BishopAccountability.org

CATHOLIC BISHOPS VOTE ON CORE FAMILY DOCUMENT IN ROME

ABC 7
October 24, 2015

http://abc7chicago.com/religion/catholic-bishops-vote-on-core-family-document-in-rome/1049228/

Pope Francis arrives alongside bishops and cardinals for the afternoon session of the last day of the Synod of bishops, at the Vatican on Oct. 24, 2015.
Photo by Alessandra Tarantino

[with video]

Catholic bishops were voting Saturday on a final document to better minister to families following a contentious, three-week summit at the Vatican that exposed deep divisions among prelates over Pope Francis' call for a more merciful and less judgmental church.
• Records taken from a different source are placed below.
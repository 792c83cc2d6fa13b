//! Aggregate statistics of a scored generation.

use crate::error::{GpError, Result};
use crate::fitness::FitnessEvaluator;
use crate::individual::Individual;

/// Aggregates computed by a stats pass. `best` and `worst` are member indices.
#[cfg_attr(feature = "serde", derive(serde::Serialize, serde::Deserialize))]
#[derive(Debug, Clone, PartialEq)]
pub struct PopulationStats {
    pub best: usize,
    pub worst: usize,
    pub size: usize,
    pub adjusted_fitness_sum: f64,
    pub total_depth: usize,
    pub deepest_depth: usize,
}

impl PopulationStats {
    /// Aggregates already scored members whose depth is cached.
    ///
    /// Every member takes part in the best/worst comparison, including the one
    /// that sets the deepest depth.
    ///
    /// # Errors
    ///
    /// Returns `GpError::EmptyPopulation` for no members and `GpError::IllegalState`
    /// if a member is unscored.
    pub fn compute(members: &[Individual], evaluator: &FitnessEvaluator) -> Result<Self> {
        let first = members.first().ok_or(GpError::EmptyPopulation)?;
        let mut stats = Self {
            best: 0,
            worst: 0,
            size: members.len(),
            adjusted_fitness_sum: 0.0,
            total_depth: 0,
            deepest_depth: 0,
        };
        let mut best = first;
        let mut worst = first;

        for (index, member) in members.iter().enumerate() {
            let depth = member.cached_depth().unwrap_or(0);
            stats.total_depth += depth;
            stats.deepest_depth = stats.deepest_depth.max(depth);

            stats.adjusted_fitness_sum += member.adjusted_fitness()?;
            if evaluator.is_better(member, best)? {
                best = member;
                stats.best = index;
            }
            if !evaluator.is_better(member, worst)? {
                worst = member;
                stats.worst = index;
            }
        }
        Ok(stats)
    }

    pub fn average_adjusted_fitness(&self) -> f64 {
        if self.size == 0 {
            return 0.0;
        }
        self.adjusted_fitness_sum / self.size as f64
    }

    pub fn average_depth(&self) -> f64 {
        if self.size == 0 {
            return 0.0;
        }
        self.total_depth as f64 / self.size as f64
    }
}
Conservative bishops had strongly resisted calls by more liberal bishops to offer a more welcoming approach to gays and divorced Catholics, citing church doctrine on sexuality and marriage. But it wasn't clear that they had mustered the votes needed to close the door entirely on the core question of whether divorced and civilly remarried Catholics can receive Communion.Austrian Cardinal Christoph Schoenborn said Saturday the final text, while not addressing the Communion issue head on, speaks obliquely about the "discernment" necessary to help couples in irregular situations.

"The situations are so different that we must look closely at each one, discern the situations and accompany them according to the needs of each one," Schoenborn told reporters.

If he were looking for wiggle room to push the issue further, Francis could take that reference to discernment - reached through spiritual direction with a priest or bishop - as the opening he needs.

Bishops were voting paragraph by paragraph Saturday afternoon and evening, with a two-thirds majority needed for each to pass. Only the 270 synod "fathers" can vote - none of the handful of women invited to participate - even though one of the "fathers" with voting rights isn't even a priest, much less a bishop.

Brother Herve Janson of the Little Brothers of Jesus said he considered refusing to accept the invitation to participate, given that his status in the church is the same as a sister who heads a religious order of nuns.

"I was very upset, because while before the distinction (between voting and non-voting members) was between the clergy and laity, now it has become between man and woman," he said.

It wasn't clear if Francis intended to raise the issue of broader participation in the synod by letting Janson vote, or if his role was a one-time anomaly.

Francis took some of the most divisive wind out of the debate before the synod began by passing a new law making it easier for divorced couples to obtain an annulment, a church declaration that their marriage was invalid. That was aimed at answering a complaint by generations of Catholics who have been denied the sacraments because they divorced and remarried outside the church without an annulment.

The synod was about far more than the contentious issues, however, including how the church should provide better marriage preparation to couples and how to encourage families torn by migration, poverty and war to persevere in their faith.

With the debate taking place behind closed doors, the public only saw glimpses of the fissures at play and was treated to a parallel synod playing out in the media.

At the start, there was a leaked letter by 13 conservative cardinals to Francis complaining about synod procedures and warning that the Catholic Church was at risk of collapse if bishops went too far in accommodating the flock.

Midway through, the mudslinging spilled into newsprint when high-ranking cardinals publicly criticized one another. German-speaking bishops made their displeasure official by starting off their final, written set of amendments with a public dressing down of Cardinal George Pell, the Australian who spearheaded the conservative charge.

And this week came the zinger: An Italian news report that Francis had a brain tumor. The Vatican vehemently denied the report and said it was aimed at manipulating the synod by suggesting that Francis' health - and therefore his authority - was in question.

Bishops briefing the press each day downplayed the divisions, saying differences of opinion were to be expected given the geographic and cultural differences in a global church of 1.2 billion. They said their biggest takeaway was that they would now go back home, listen more to their flock and accompany them more.

"If this synod were the church, I would say that it's the end of judging people, the end of a church that passes judgment on all the situations," said Belgian Bishop Lucas Van Looy. "It's a church that welcomes, a church that accompanies, a church that listens, a church that also speaks with clarity."

That may be what Francis had in mind all along.